# Task prompt:
What follows is a listing; restate every line of it word for word.

Listed records section start

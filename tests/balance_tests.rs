use arcalc::*;
use std::collections::HashMap;

fn linear_curve() -> CorrectionCurve {
    CorrectionCurve::from_pairs([(0, 0.0), (100, 100.0)]).unwrap()
}

struct Builder {
    armaments: HashMap<String, ArmamentDefinition>,
    reinforcements: HashMap<ReinforcementId, Vec<ReinforcementRow>>,
    corrections: HashMap<CorrectionId, CorrectionTable>,
    curves: HashMap<CurveId, CorrectionCurve>,
}

impl Builder {
    /// A consistent single-weapon ruleset that each test then perturbs.
    fn consistent() -> Self {
        let mut curves = HashMap::new();
        curves.insert(CurveId(0), linear_curve());

        let mut corrections = HashMap::new();
        corrections.insert(
            CorrectionId(0),
            CorrectionTable::default()
                .with(
                    Attribute::Strength,
                    CorrectionEntry {
                        curve: CurveId(0),
                        multiplier: 100.0,
                    },
                )
                .with(
                    Attribute::Dexterity,
                    CorrectionEntry {
                        curve: CurveId(0),
                        multiplier: 85.0,
                    },
                ),
        );

        let mut reinforcements = HashMap::new();
        reinforcements.insert(
            ReinforcementId(0),
            vec![ReinforcementRow::neutral(); 4],
        );

        let mut affinities = HashMap::new();
        affinities.insert(
            String::from("Standard"),
            AffinityVariant {
                reinforcement_id: ReinforcementId(0),
                correction_id: CorrectionId(0),
                attack: DamageMap::default().with(DamageType::Physical, 100.0),
                scaling: AttributeMap::default()
                    .with(Attribute::Strength, 0.5)
                    .with(Attribute::Dexterity, 0.5),
                ..AffinityVariant::default()
            },
        );

        let mut armaments = HashMap::new();
        armaments.insert(
            String::from("Dagger"),
            ArmamentDefinition {
                name: String::from("Dagger"),
                upgrade_costs: vec![200, 300, 400],
                affinities,
                ..ArmamentDefinition::default()
            },
        );

        Self {
            armaments,
            reinforcements,
            corrections,
            curves,
        }
    }

    fn build(self) -> Result<BalanceData, RatingError> {
        BalanceData::new(
            self.armaments,
            self.reinforcements,
            self.corrections,
            self.curves,
        )
    }

    fn variant_mut(&mut self) -> &mut AffinityVariant {
        self.armaments
            .get_mut("Dagger")
            .unwrap()
            .affinities
            .get_mut("Standard")
            .unwrap()
    }
}

#[test]
fn test_consistent_tables_construct() {
    let data = Builder::consistent().build().unwrap();
    assert!(data.armament("Dagger").is_ok());
    assert_eq!(data.armament("Dagger").unwrap().max_level(), 3);
}

#[test]
fn test_dangling_reinforcement_reference() {
    let mut builder = Builder::consistent();
    builder.variant_mut().reinforcement_id = ReinforcementId(77);

    let message = match builder.build().unwrap_err() {
        RatingError::MalformedTable(message) => message,
        other => panic!("expected MalformedTable, got {other:?}"),
    };
    assert!(message.contains("77"));
    assert!(message.contains("Dagger"));
}

#[test]
fn test_reinforcement_sequence_too_short() {
    let mut builder = Builder::consistent();
    // Levels 0..=3 need four rows; leave three.
    builder
        .reinforcements
        .insert(ReinforcementId(0), vec![ReinforcementRow::neutral(); 3]);

    let err = builder.build().unwrap_err();
    assert!(matches!(err, RatingError::MalformedTable(_)));
}

#[test]
fn test_dangling_correction_reference() {
    let mut builder = Builder::consistent();
    builder.variant_mut().correction_id = CorrectionId(9);

    let message = match builder.build().unwrap_err() {
        RatingError::MalformedTable(message) => message,
        other => panic!("expected MalformedTable, got {other:?}"),
    };
    assert!(message.contains("correction group 9"));
}

#[test]
fn test_scaled_attribute_without_mapping() {
    let mut builder = Builder::consistent();
    builder
        .variant_mut()
        .scaling
        .set(Attribute::Faith, 0.25);

    let message = match builder.build().unwrap_err() {
        RatingError::MalformedTable(message) => message,
        other => panic!("expected MalformedTable, got {other:?}"),
    };
    assert!(message.contains("faith"));
}

#[test]
fn test_correction_entry_with_dangling_curve() {
    let mut builder = Builder::consistent();
    builder.corrections.insert(
        CorrectionId(1),
        CorrectionTable::default().with(
            Attribute::Arcane,
            CorrectionEntry {
                curve: CurveId(13),
                multiplier: 100.0,
            },
        ),
    );

    // Group 1 is not referenced by any weapon, but its dangling curve still
    // fails construction; validation covers the whole bundle.
    let message = match builder.build().unwrap_err() {
        RatingError::MalformedTable(message) => message,
        other => panic!("expected MalformedTable, got {other:?}"),
    };
    assert!(message.contains("13"));
}

#[test]
fn test_zero_rate_attribute_needs_no_mapping() {
    let mut builder = Builder::consistent();
    // Arcane rate stays zero; the correction group not mapping it is fine.
    builder.variant_mut().scaling.set(Attribute::Arcane, 0.0);
    assert!(builder.build().is_ok());
}

#[test]
fn test_correction_contribution_surface() {
    let data = Builder::consistent().build().unwrap();

    // Dexterity: curve(60) = 60, multiplier 85 -> 51.
    let contribution = data
        .correction_contribution(CorrectionId(0), Attribute::Dexterity, 60)
        .unwrap();
    assert!((contribution - 51.0).abs() < 1e-9);

    assert_eq!(
        data.correction_contribution(CorrectionId(0), Attribute::Faith, 60)
            .unwrap_err(),
        RatingError::UnknownAttributeMapping {
            group: CorrectionId(0),
            attribute: Attribute::Faith,
        }
    );
    assert_eq!(
        data.correction_contribution(CorrectionId(4), Attribute::Strength, 60)
            .unwrap_err(),
        RatingError::UnknownCorrectionGroup(CorrectionId(4))
    );
}

#[test]
fn test_reinforcement_row_lookup() {
    let data = Builder::consistent().build().unwrap();

    assert!(data.reinforcement_row(ReinforcementId(0), 3).is_ok());
    assert!(matches!(
        data.reinforcement_row(ReinforcementId(0), 4),
        Err(RatingError::NotFound(_))
    ));
    assert!(matches!(
        data.reinforcement_rows(ReinforcementId(2)),
        Err(RatingError::NotFound(_))
    ));
}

Listed records section end

# Written solution:
filename tests/balance_tests.rs
use arcalc::*;
use std::collections::HashMap;

fn linear_curve() -> CorrectionCurve {
    CorrectionCurve::from_pairs([(0, 0.0), (100, 100.0)]).unwrap()
}

struct Builder {
    armaments: HashMap<String, ArmamentDefinition>,
    reinforcements: HashMap<ReinforcementId, Vec<ReinforcementRow>>,
    corrections: HashMap<CorrectionId, CorrectionTable>,
    curves: HashMap<CurveId, CorrectionCurve>,
}

impl Builder {
    /// A consistent single-weapon ruleset that each test then perturbs.
    fn consistent() -> Self {
        let mut curves = HashMap::new();
        curves.insert(CurveId(0), linear_curve());

        let mut corrections = HashMap::new();
        corrections.insert(
            CorrectionId(0),
            CorrectionTable::default()
                .with(
                    Attribute::Strength,
                    CorrectionEntry {
                        curve: CurveId(0),
                        multiplier: 100.0,
                    },
                )
                .with(
                    Attribute::Dexterity,
                    CorrectionEntry {
                        curve: CurveId(0),
                        multiplier: 85.0,
                    },
                ),
        );

        let mut reinforcements = HashMap::new();
        reinforcements.insert(
            ReinforcementId(0),
            vec![ReinforcementRow::neutral(); 4],
        );

        let mut affinities = HashMap::new();
        affinities.insert(
            String::from("Standard"),
            AffinityVariant {
                reinforcement_id: ReinforcementId(0),
                correction_id: CorrectionId(0),
                attack: DamageMap::default().with(DamageType::Physical, 100.0),
                scaling: AttributeMap::default()
                    .with(Attribute::Strength, 0.5)
                    .with(Attribute::Dexterity, 0.5),
                ..AffinityVariant::default()
            },
        );

        let mut armaments = HashMap::new();
        armaments.insert(
            String::from("Dagger"),
            ArmamentDefinition {
                name: String::from("Dagger"),
                upgrade_costs: vec![200, 300, 400],
                affinities,
                ..ArmamentDefinition::default()
            },
        );

        Self {
            armaments,
            reinforcements,
            corrections,
            curves,
        }
    }

    fn build(self) -> Result<BalanceData, RatingError> {
        BalanceData::new(
            self.armaments,
            self.reinforcements,
            self.corrections,
            self.curves,
        )
    }

    fn variant_mut(&mut self) -> &mut AffinityVariant {
        self.armaments
            .get_mut("Dagger")
            .unwrap()
            .affinities
            .get_mut("Standard")
            .unwrap()
    }
}

#[test]
fn test_consistent_tables_construct() {
    let data = Builder::consistent().build().unwrap();
    assert!(data.armament("Dagger").is_ok());
    assert_eq!(data.armament("Dagger").unwrap().max_level(), 3);
}

#[test]
fn test_dangling_reinforcement_reference() {
    let mut builder = Builder::consistent();
    builder.variant_mut().reinforcement_id = ReinforcementId(77);

    let message = match builder.build().unwrap_err() {
        RatingError::MalformedTable(message) => message,
        other => panic!("expected MalformedTable, got {other:?}"),
    };
    assert!(message.contains("77"));
    assert!(message.contains("Dagger"));
}

#[test]
fn test_reinforcement_sequence_too_short() {
    let mut builder = Builder::consistent();
    // Levels 0..=3 need four rows; leave three.
    builder
        .reinforcements
        .insert(ReinforcementId(0), vec![ReinforcementRow::neutral(); 3]);

    let err = builder.build().unwrap_err();
    assert!(matches!(err, RatingError::MalformedTable(_)));
}

#[test]
fn test_dangling_correction_reference() {
    let mut builder = Builder::consistent();
    builder.variant_mut().correction_id = CorrectionId(9);

    let message = match builder.build().unwrap_err() {
        RatingError::MalformedTable(message) => message,
        other => panic!("expected MalformedTable, got {other:?}"),
    };
    assert!(message.contains("correction group 9"));
}

#[test]
fn test_scaled_attribute_without_mapping() {
    let mut builder = Builder::consistent();
    builder
        .variant_mut()
        .scaling
        .set(Attribute::Faith, 0.25);

    let message = match builder.build().unwrap_err() {
        RatingError::MalformedTable(message) => message,
        other => panic!("expected MalformedTable, got {other:?}"),
    };
    assert!(message.contains("faith"));
}

#[test]
fn test_correction_entry_with_dangling_curve() {
    let mut builder = Builder::consistent();
    builder.corrections.insert(
        CorrectionId(1),
        CorrectionTable::default().with(
            Attribute::Arcane,
            CorrectionEntry {
                curve: CurveId(13),
                multiplier: 100.0,
            },
        ),
    );

    // Group 1 is not referenced by any weapon, but its dangling curve still
    // fails construction; validation covers the whole bundle.
    let message = match builder.build().unwrap_err() {
        RatingError::MalformedTable(message) => message,
        other => panic!("expected MalformedTable, got {other:?}"),
    };
    assert!(message.contains("13"));
}

#[test]
fn test_zero_rate_attribute_needs_no_mapping() {
    let mut builder = Builder::consistent();
    // Arcane rate stays zero; the correction group not mapping it is fine.
    builder.variant_mut().scaling.set(Attribute::Arcane, 0.0);
    assert!(builder.build().is_ok());
}

#[test]
fn test_correction_contribution_surface() {
    let data = Builder::consistent().build().unwrap();

    // Dexterity: curve(60) = 60, multiplier 85 -> 51.
    let contribution = data
        .correction_contribution(CorrectionId(0), Attribute::Dexterity, 60)
        .unwrap();
    assert!((contribution - 51.0).abs() < 1e-9);

    assert_eq!(
        data.correction_contribution(CorrectionId(0), Attribute::Faith, 60)
            .unwrap_err(),
        RatingError::UnknownAttributeMapping {
            group: CorrectionId(0),
            attribute: Attribute::Faith,
        }
    );
    assert_eq!(
        data.correction_contribution(CorrectionId(4), Attribute::Strength, 60)
            .unwrap_err(),
        RatingError::UnknownCorrectionGroup(CorrectionId(4))
    );
}

#[test]
fn test_reinforcement_row_lookup() {
    let data = Builder::consistent().build().unwrap();

    assert!(data.reinforcement_row(ReinforcementId(0), 3).is_ok());
    assert!(matches!(
        data.reinforcement_row(ReinforcementId(0), 4),
        Err(RatingError::NotFound(_))
    ));
    assert!(matches!(
        data.reinforcement_rows(ReinforcementId(2)),
        Err(RatingError::NotFound(_))
    ));
}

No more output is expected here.